I never know where to start with these things, so how about I make it simple and start at my birth. I was born in Scarborough, Ontario as the second and “last” – there may be more, you never know – child in my family. Growing up in a European household – half Italian, half Greek – there were many things I was exposed to that most people wouldn’t experience until later on in life; Feta Cheese, wine at dinner, homemade tomato sauce, spanakopita (search it), and a raging passion for soccer. Although I did love my food to the point where my family doctor once told me that I needed to stop eating sausages, my true love ended up being the game of soccer, and my parents played their role in supporting me by signing me up for my first season at the age of six. I quickly picked up the sport and excelled over the next 7 years
By 2013, the summer before grade 9, instead of getting ready for high school along with all my friends I was preparing for an opportunity to move to Italy for six months on a soccer exchange program. For me it was a dream come true, but for my mom it was her biggest worry. She wasn’t ready to let her “little baby” leave home at the age of 13 to pursue a lifelong dream. But, by the start of September I was in Italy living with people from all over the world. The six months flew by and although I wasn’t picked up by a professional team I had developed this burning passion to make my dream a reality. So, when I started grade nine my focus was on re-creating the atmosphere I experienced in Italy. Waking up at 5 am, training before and after school, getting to bed early and no partying – I sacrificed the average teenage life. Four years later at the age of 17 I got my break; I was offered a full ride scholarship to Memphis university on the condition that they would watch me play one last time before signing me.

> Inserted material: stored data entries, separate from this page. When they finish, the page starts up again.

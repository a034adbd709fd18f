use serde::{Deserialize, Serialize};
use solana_sdk::pubkey::Pubkey;

/// Per-donation tracking record written by the program into the tracking
/// account passed to a donate instruction.
#[derive(Clone, Debug, PartialEq, Eq, Serialize, Deserialize)]
pub struct DonationRecord {
    pub donor: Pubkey,
    /// Lamports transferred.
    pub amount: u64,
    /// Unix seconds.
    pub donated_at: i64,
    pub campaign: Pubkey,
}

impl DonationRecord {
    /// Encoded size: donor, amount, timestamp, campaign.
    pub const LEN: usize = 32 + 8 + 8 + 32;
}
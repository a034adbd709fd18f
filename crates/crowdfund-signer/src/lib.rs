//! Signer capability for the crowdfunding client.
//!
//! A signer exposes the public key that pays for and authorizes a
//! transaction, and turns an unsigned transaction into a signed one. Wallet
//! integrations implement [`TransactionSigner`]; [`KeypairSigner`] holds a
//! local key pair and [`DisconnectedSigner`] stands in for a wallet that has
//! not been connected yet.

pub mod error;
pub mod signer;

pub use error::{SignerError, SignerResult};
pub use signer::{DisconnectedSigner, KeypairSigner, TransactionSigner};
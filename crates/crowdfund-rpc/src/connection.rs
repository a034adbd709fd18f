use std::sync::Arc;

use async_trait::async_trait;
use solana_sdk::hash::Hash;
use solana_sdk::pubkey::Pubkey;
use solana_sdk::signature::Signature;
use solana_sdk::transaction::Transaction;

use crate::config::Commitment;
use crate::error::RpcResult;
use crate::types::{AccountData, SignatureStatus};

/// Network operations the client needs from a ledger node.
///
/// Implementations hold no client-visible mutable state; independent calls
/// may run concurrently.
#[async_trait]
pub trait RpcConnection: Send + Sync {
    /// Commitment this connection reads and confirms at.
    fn commitment(&self) -> Commitment;

    /// Most recent blockhash bounding a new transaction's validity window.
    async fn get_latest_blockhash(&self) -> RpcResult<Hash>;

    /// Broadcast a signed transaction. Rejections are returned as-is.
    async fn send_transaction(&self, transaction: &Transaction) -> RpcResult<Signature>;

    /// Current status of a broadcast transaction, or `None` if the node has
    /// not seen it yet.
    async fn get_signature_status(&self, signature: &Signature) -> RpcResult<Option<SignatureStatus>>;

    /// Fetch one account. `None` if it does not exist.
    async fn get_account(&self, address: &Pubkey) -> RpcResult<Option<AccountData>>;

    /// All accounts owned by `program_id`, optionally only those whose data is
    /// exactly `data_size` bytes.
    async fn get_program_accounts(
        &self,
        program_id: &Pubkey,
        data_size: Option<u64>,
    ) -> RpcResult<Vec<(Pubkey, AccountData)>>;
}

#[async_trait]
impl<T: RpcConnection + ?Sized> RpcConnection for Arc<T> {
    fn commitment(&self) -> Commitment {
        (**self).commitment()
    }

    async fn get_latest_blockhash(&self) -> RpcResult<Hash> {
        (**self).get_latest_blockhash().await
    }

    async fn send_transaction(&self, transaction: &Transaction) -> RpcResult<Signature> {
        (**self).send_transaction(transaction).await
    }

    async fn get_signature_status(&self, signature: &Signature) -> RpcResult<Option<SignatureStatus>> {
        (**self).get_signature_status(signature).await
    }

    async fn get_account(&self, address: &Pubkey) -> RpcResult<Option<AccountData>> {
        (**self).get_account(address).await
    }

    async fn get_program_accounts(
        &self,
        program_id: &Pubkey,
        data_size: Option<u64>,
    ) -> RpcResult<Vec<(Pubkey, AccountData)>> {
        (**self).get_program_accounts(program_id, data_size).await
    }
}
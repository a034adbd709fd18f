use crate::error::{DecodeError, DecodeResult};

/// Bounds-checked little-endian cursor over an account buffer.
pub(crate) struct Reader<'a> {
    buf: &'a [u8],
    pos: usize,
}

impl<'a> Reader<'a> {
    pub(crate) fn new(buf: &'a [u8]) -> Self {
        Self { buf, pos: 0 }
    }

    pub(crate) fn remaining(&self) -> usize {
        self.buf.len() - self.pos
    }

    fn take(&mut self, field: &'static str, n: usize) -> DecodeResult<&'a [u8]> {
        if self.remaining() < n {
            return Err(DecodeError::UnexpectedEnd {
                field,
                needed: n,
                remaining: self.remaining(),
            });
        }
        let out = &self.buf[self.pos..self.pos + n];
        self.pos += n;
        Ok(out)
    }

    fn array<const N: usize>(&mut self, field: &'static str) -> DecodeResult<[u8; N]> {
        let mut out = [0u8; N];
        out.copy_from_slice(self.take(field, N)?);
        Ok(out)
    }

    pub(crate) fn bytes32(&mut self, field: &'static str) -> DecodeResult<[u8; 32]> {
        self.array(field)
    }

    pub(crate) fn u8(&mut self, field: &'static str) -> DecodeResult<u8> {
        Ok(self.take(field, 1)?[0])
    }

    pub(crate) fn u32(&mut self, field: &'static str) -> DecodeResult<u32> {
        self.array(field).map(u32::from_le_bytes)
    }

    pub(crate) fn u64(&mut self, field: &'static str) -> DecodeResult<u64> {
        self.array(field).map(u64::from_le_bytes)
    }

    pub(crate) fn i64(&mut self, field: &'static str) -> DecodeResult<i64> {
        self.array(field).map(i64::from_le_bytes)
    }

    pub(crate) fn bool(&mut self, field: &'static str) -> DecodeResult<bool> {
        match self.u8(field)? {
            0 => Ok(false),
            1 => Ok(true),
            value => Err(DecodeError::InvalidBool { field, value }),
        }
    }

    /// Length-prefixed UTF-8 string. The declared length is checked against
    /// the remaining buffer before anything is sliced.
    pub(crate) fn string(&mut self, field: &'static str) -> DecodeResult<String> {
        let declared = self.u32(field)? as usize;
        if declared > self.remaining() {
            return Err(DecodeError::LengthOverflow {
                field,
                declared,
                remaining: self.remaining(),
            });
        }
        let bytes = self.take(field, declared)?;
        String::from_utf8(bytes.to_vec()).map_err(|_| DecodeError::InvalidUtf8 { field })
    }

    pub(crate) fn finish(self) -> DecodeResult<()> {
        match self.remaining() {
            0 => Ok(()),
            n => Err(DecodeError::TrailingBytes(n)),
        }
    }
}

/// Append a u32-length-prefixed string.
pub(crate) fn put_string(buf: &mut Vec<u8>, s: &str) {
    buf.extend_from_slice(&(s.len() as u32).to_le_bytes());
    buf.extend_from_slice(s.as_bytes());
}
//! Foundation types for the crowdfunding client.
//!
//! This crate holds the record model shared by every other crate in the
//! workspace. Records are always reads of remote, externally mutated ledger
//! accounts; nothing here talks to the network.
//!
//! # Key Types
//!
//! - [`Campaign`]: Validated, immutable campaign record
//! - [`CampaignParts`]: Plain field bag used to build or take apart a [`Campaign`]
//! - [`CampaignDraft`]: Application input for creating a campaign
//! - [`Category`]: Fixed eight-entry campaign category list
//! - [`DonationRecord`]: Per-donation tracking record
//! - [`units`]: SOL / lamport conversion

pub mod campaign;
pub mod category;
pub mod donation;
pub mod error;
pub mod units;

pub use campaign::{Campaign, CampaignDraft, CampaignParts};
pub use category::Category;
pub use donation::DonationRecord;
pub use error::TypeError;
pub use units::{lamports_to_sol, parse_sol, sol_to_lamports, LAMPORTS_PER_SOL};

pub use solana_sdk::pubkey::Pubkey;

But what seemed so close – a full ride soccer scholarship – ended up being the furthest thing from my grasp. A week before the biggest tournament in the USA where Memphis was planning to watch me play,I faced an unfortunate situation. During a game just before half time I went shoulder to shoulder with this 200lb brick wall and when I caught myself, I ended up tearing the meniscus in my left knee. The next four months were filled with tears, hugs and reassuring messages from family and friends reminding me that I still had time. But after this first surgery the next year of my life was a total haze. I ended up re-tearing the meniscus in my left knee a second time and going under for another operation only to end up tearing it in my opposite knee for a third major injury. I opted out of the surgery and one week off morphed into one month which ultimately led to my early retirement. Now what, who was I without soccer? I felt worthless. Too many students attach their self-worth and identity to their passions and hobbies, but If they lose that thing, they feel empty – welcome to my situation.
It wasn’t until my grade 12 world issues teacher exposed me to leadership, service and social impact that I was able to turn my life around. He taught me a simple lesson that small consistent actions could lead to a massive change. The “small actions” part seemed tangible and for the first time since my injuries I felt capable of providing something of value to the world. This simple theory led me to start a social enterprise that was featured all over national news, and in the process I fell in love with making a difference. I fell in love with meeting new people, organizing community events and working together as a team to solve problems. I fell in love with seeing the smiles on students faces after giving a presentation. I made a decision to dedicate my life to helping students realize that they can make a difference.
Day after day I continued stepping on stage improving my craft and helping students fill their lives with resiliency, leadership, purpose and service. Through the process my perception shifted. I stopped looking at life as “who can I become”, and rather began asking myself, “how can I be of service?”
So, since the age of 17 years old I have retired “firstname.lastname@example.org”, and I’m happy to say that the work i’m doing today gives me even more fulfillment and the possibility to leave my mark on the world. I’ve worked with over 100 schools/events and, since 2017, have been building PickWaste with my brother from another mother, Dillon. It sure has been a bumpy ride, but I wouldn’t change a thing.